--- RECORD EXCERPTS Enclosed Below ---

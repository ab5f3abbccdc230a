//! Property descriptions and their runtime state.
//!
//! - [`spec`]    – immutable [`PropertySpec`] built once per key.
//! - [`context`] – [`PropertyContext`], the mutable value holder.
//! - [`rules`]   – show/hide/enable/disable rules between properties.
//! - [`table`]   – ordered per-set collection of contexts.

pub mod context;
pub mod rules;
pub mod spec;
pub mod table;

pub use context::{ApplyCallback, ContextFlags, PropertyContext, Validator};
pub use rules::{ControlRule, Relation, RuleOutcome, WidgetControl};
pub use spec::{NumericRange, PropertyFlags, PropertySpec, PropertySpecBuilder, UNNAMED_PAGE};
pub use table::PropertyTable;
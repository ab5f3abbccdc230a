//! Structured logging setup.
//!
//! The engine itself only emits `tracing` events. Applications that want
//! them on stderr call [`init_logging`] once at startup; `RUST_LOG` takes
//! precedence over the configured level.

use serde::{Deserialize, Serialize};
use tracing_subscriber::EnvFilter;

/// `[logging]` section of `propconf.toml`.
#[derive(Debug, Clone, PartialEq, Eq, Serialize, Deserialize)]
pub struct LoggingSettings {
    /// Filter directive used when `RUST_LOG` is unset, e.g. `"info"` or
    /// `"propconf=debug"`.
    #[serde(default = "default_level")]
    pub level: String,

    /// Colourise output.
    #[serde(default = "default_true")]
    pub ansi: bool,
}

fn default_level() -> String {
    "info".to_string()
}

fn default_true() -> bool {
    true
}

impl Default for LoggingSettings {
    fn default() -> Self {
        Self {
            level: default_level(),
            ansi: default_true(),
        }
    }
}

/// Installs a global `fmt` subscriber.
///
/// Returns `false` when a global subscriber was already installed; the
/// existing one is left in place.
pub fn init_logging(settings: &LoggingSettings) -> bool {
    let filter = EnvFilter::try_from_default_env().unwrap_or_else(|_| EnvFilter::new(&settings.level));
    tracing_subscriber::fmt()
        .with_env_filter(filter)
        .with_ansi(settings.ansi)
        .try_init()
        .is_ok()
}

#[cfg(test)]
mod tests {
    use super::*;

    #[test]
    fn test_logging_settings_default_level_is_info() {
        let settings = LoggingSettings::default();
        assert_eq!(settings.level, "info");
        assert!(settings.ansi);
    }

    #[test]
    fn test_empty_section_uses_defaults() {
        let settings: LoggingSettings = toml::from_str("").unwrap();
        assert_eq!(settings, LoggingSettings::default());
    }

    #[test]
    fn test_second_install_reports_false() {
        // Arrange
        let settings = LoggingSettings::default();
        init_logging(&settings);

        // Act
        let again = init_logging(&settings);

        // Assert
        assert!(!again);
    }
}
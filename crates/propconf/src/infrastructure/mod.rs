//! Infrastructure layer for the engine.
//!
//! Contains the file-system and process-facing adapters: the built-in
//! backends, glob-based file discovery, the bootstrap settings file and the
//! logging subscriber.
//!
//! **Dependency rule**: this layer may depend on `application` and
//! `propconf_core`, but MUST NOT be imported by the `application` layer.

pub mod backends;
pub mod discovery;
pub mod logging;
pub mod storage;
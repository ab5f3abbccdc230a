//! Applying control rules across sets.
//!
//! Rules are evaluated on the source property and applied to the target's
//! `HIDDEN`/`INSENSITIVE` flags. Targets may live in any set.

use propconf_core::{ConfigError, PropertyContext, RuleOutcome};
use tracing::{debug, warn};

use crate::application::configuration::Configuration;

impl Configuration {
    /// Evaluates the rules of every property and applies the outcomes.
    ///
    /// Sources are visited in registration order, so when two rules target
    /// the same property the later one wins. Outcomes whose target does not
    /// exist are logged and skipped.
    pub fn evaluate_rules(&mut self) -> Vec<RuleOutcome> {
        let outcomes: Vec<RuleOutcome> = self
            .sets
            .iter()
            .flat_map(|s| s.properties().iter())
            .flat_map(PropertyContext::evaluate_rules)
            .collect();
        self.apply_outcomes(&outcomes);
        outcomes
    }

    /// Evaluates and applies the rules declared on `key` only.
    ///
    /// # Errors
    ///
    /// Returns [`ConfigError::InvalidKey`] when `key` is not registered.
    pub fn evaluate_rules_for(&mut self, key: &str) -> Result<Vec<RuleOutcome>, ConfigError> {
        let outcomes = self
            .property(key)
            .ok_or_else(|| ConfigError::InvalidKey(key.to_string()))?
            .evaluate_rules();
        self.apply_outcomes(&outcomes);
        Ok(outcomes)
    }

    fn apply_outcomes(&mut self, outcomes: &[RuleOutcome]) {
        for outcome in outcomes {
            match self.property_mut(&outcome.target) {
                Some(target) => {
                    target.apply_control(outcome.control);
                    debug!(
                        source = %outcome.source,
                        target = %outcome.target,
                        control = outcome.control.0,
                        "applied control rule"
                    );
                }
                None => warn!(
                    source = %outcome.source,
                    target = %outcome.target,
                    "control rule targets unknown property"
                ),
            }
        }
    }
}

--- End of Enclosed RECORD EXCERPTS ---

WHAT THE EXERCISE ASKS: For every line of the records above that holds the word "toml", count one, and state the total only.

EXERCISE RESPONSE: 2